Return the full listing exactly as it is written.

★ ★ ★

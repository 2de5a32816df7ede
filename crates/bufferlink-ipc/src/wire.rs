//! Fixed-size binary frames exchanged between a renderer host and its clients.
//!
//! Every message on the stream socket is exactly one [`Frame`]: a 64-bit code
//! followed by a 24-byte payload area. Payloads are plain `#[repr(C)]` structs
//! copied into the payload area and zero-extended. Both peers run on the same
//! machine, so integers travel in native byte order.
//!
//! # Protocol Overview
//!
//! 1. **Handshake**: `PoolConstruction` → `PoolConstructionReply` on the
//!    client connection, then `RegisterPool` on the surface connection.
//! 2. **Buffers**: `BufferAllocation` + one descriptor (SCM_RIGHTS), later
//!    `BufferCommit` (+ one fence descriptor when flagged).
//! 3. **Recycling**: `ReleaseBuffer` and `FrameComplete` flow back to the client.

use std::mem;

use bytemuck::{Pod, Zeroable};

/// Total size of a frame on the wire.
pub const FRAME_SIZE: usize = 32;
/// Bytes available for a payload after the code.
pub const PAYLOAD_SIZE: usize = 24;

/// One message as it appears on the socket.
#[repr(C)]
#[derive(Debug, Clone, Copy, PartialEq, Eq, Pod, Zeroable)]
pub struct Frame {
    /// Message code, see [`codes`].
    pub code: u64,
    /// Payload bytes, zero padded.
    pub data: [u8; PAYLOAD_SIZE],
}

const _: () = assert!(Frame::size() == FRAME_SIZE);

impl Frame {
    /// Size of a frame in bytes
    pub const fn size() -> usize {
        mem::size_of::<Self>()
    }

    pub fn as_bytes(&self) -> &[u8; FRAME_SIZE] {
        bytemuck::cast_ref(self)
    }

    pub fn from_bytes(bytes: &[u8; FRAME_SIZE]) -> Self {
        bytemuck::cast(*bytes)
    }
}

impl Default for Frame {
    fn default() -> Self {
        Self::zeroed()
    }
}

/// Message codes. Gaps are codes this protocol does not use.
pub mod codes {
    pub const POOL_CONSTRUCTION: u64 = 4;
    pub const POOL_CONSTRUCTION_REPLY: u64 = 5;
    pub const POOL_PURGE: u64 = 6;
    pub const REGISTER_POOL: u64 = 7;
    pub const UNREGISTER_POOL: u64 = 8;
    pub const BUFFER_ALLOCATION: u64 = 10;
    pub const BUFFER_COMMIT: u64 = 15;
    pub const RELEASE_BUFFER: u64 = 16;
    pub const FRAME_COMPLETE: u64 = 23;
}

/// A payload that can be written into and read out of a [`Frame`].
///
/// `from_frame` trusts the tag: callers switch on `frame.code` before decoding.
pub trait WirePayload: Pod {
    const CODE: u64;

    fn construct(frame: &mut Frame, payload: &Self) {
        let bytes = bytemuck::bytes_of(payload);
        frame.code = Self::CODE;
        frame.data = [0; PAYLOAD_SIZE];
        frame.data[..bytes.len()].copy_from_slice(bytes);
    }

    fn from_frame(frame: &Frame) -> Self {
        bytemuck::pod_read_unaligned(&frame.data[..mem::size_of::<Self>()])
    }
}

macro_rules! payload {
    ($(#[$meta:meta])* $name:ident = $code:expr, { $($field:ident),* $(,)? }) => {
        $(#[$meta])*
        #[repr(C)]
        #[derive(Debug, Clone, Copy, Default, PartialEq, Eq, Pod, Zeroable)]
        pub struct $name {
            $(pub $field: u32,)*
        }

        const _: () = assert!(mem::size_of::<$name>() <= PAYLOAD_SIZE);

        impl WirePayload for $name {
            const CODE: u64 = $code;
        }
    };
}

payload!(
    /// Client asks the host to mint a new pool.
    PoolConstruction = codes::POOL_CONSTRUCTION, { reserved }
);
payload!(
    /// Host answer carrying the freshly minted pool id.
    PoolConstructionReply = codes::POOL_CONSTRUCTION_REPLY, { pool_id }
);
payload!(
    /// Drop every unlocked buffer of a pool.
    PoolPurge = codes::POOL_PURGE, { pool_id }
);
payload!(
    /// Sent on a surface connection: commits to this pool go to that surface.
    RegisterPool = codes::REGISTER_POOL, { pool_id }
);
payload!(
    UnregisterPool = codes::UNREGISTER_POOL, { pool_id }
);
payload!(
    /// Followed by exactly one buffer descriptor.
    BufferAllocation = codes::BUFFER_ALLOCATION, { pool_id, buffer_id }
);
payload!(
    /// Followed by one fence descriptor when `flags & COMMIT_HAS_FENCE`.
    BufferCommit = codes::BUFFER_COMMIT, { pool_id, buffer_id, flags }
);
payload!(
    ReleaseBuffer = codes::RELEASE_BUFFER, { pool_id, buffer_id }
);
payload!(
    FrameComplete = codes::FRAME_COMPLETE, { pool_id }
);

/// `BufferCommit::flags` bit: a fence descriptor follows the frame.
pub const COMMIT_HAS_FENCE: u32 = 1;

★ ★ ★

REPLY TO THE EXERCISE>
repository 2de5a32816df7ede
filename crates/bufferlink-ipc/src/wire.rs
//! Fixed-size binary frames exchanged between a renderer host and its clients.
//!
//! Every message on the stream socket is exactly one [`Frame`]: a 64-bit code
//! followed by a 24-byte payload area. Payloads are plain `#[repr(C)]` structs
//! copied into the payload area and zero-extended. Both peers run on the same
//! machine, so integers travel in native byte order.
//!
//! # Protocol Overview
//!
//! 1. **Handshake**: `PoolConstruction` → `PoolConstructionReply` on the
//!    client connection, then `RegisterPool` on the surface connection.
//! 2. **Buffers**: `BufferAllocation` + one descriptor (SCM_RIGHTS), later
//!    `BufferCommit` (+ one fence descriptor when flagged).
//! 3. **Recycling**: `ReleaseBuffer` and `FrameComplete` flow back to the client.

use std::mem;

use bytemuck::{Pod, Zeroable};

/// Total size of a frame on the wire.
pub const FRAME_SIZE: usize = 32;
/// Bytes available for a payload after the code.
pub const PAYLOAD_SIZE: usize = 24;

/// One message as it appears on the socket.
#[repr(C)]
#[derive(Debug, Clone, Copy, PartialEq, Eq, Pod, Zeroable)]
pub struct Frame {
    /// Message code, see [`codes`].
    pub code: u64,
    /// Payload bytes, zero padded.
    pub data: [u8; PAYLOAD_SIZE],
}

const _: () = assert!(Frame::size() == FRAME_SIZE);

impl Frame {
    /// Size of a frame in bytes
    pub const fn size() -> usize {
        mem::size_of::<Self>()
    }

    pub fn as_bytes(&self) -> &[u8; FRAME_SIZE] {
        bytemuck::cast_ref(self)
    }

    pub fn from_bytes(bytes: &[u8; FRAME_SIZE]) -> Self {
        bytemuck::cast(*bytes)
    }
}

impl Default for Frame {
    fn default() -> Self {
        Self::zeroed()
    }
}

/// Message codes. Gaps are codes this protocol does not use.
pub mod codes {
    pub const POOL_CONSTRUCTION: u64 = 4;
    pub const POOL_CONSTRUCTION_REPLY: u64 = 5;
    pub const POOL_PURGE: u64 = 6;
    pub const REGISTER_POOL: u64 = 7;
    pub const UNREGISTER_POOL: u64 = 8;
    pub const BUFFER_ALLOCATION: u64 = 10;
    pub const BUFFER_COMMIT: u64 = 15;
    pub const RELEASE_BUFFER: u64 = 16;
    pub const FRAME_COMPLETE: u64 = 23;
}

/// A payload that can be written into and read out of a [`Frame`].
///
/// `from_frame` trusts the tag: callers switch on `frame.code` before decoding.
pub trait WirePayload: Pod {
    const CODE: u64;

    fn construct(frame: &mut Frame, payload: &Self) {
        let bytes = bytemuck::bytes_of(payload);
        frame.code = Self::CODE;
        frame.data = [0; PAYLOAD_SIZE];
        frame.data[..bytes.len()].copy_from_slice(bytes);
    }

    fn from_frame(frame: &Frame) -> Self {
        bytemuck::pod_read_unaligned(&frame.data[..mem::size_of::<Self>()])
    }
}

macro_rules! payload {
    ($(#[$meta:meta])* $name:ident = $code:expr, { $($field:ident),* $(,)? }) => {
        $(#[$meta])*
        #[repr(C)]
        #[derive(Debug, Clone, Copy, Default, PartialEq, Eq, Pod, Zeroable)]
        pub struct $name {
            $(pub $field: u32,)*
        }

        const _: () = assert!(mem::size_of::<$name>() <= PAYLOAD_SIZE);

        impl WirePayload for $name {
            const CODE: u64 = $code;
        }
    };
}

payload!(
    /// Client asks the host to mint a new pool.
    PoolConstruction = codes::POOL_CONSTRUCTION, { reserved }
);
payload!(
    /// Host answer carrying the freshly minted pool id.
    PoolConstructionReply = codes::POOL_CONSTRUCTION_REPLY, { pool_id }
);
payload!(
    /// Drop every unlocked buffer of a pool.
    PoolPurge = codes::POOL_PURGE, { pool_id }
);
payload!(
    /// Sent on a surface connection: commits to this pool go to that surface.
    RegisterPool = codes::REGISTER_POOL, { pool_id }
);
payload!(
    UnregisterPool = codes::UNREGISTER_POOL, { pool_id }
);
payload!(
    /// Followed by exactly one buffer descriptor.
    BufferAllocation = codes::BUFFER_ALLOCATION, { pool_id, buffer_id }
);
payload!(
    /// Followed by one fence descriptor when `flags & COMMIT_HAS_FENCE`.
    BufferCommit = codes::BUFFER_COMMIT, { pool_id, buffer_id, flags }
);
payload!(
    ReleaseBuffer = codes::RELEASE_BUFFER, { pool_id, buffer_id }
);
payload!(
    FrameComplete = codes::FRAME_COMPLETE, { pool_id }
);

/// `BufferCommit::flags` bit: a fence descriptor follows the frame.
pub const COMMIT_HAS_FENCE: u32 = 1;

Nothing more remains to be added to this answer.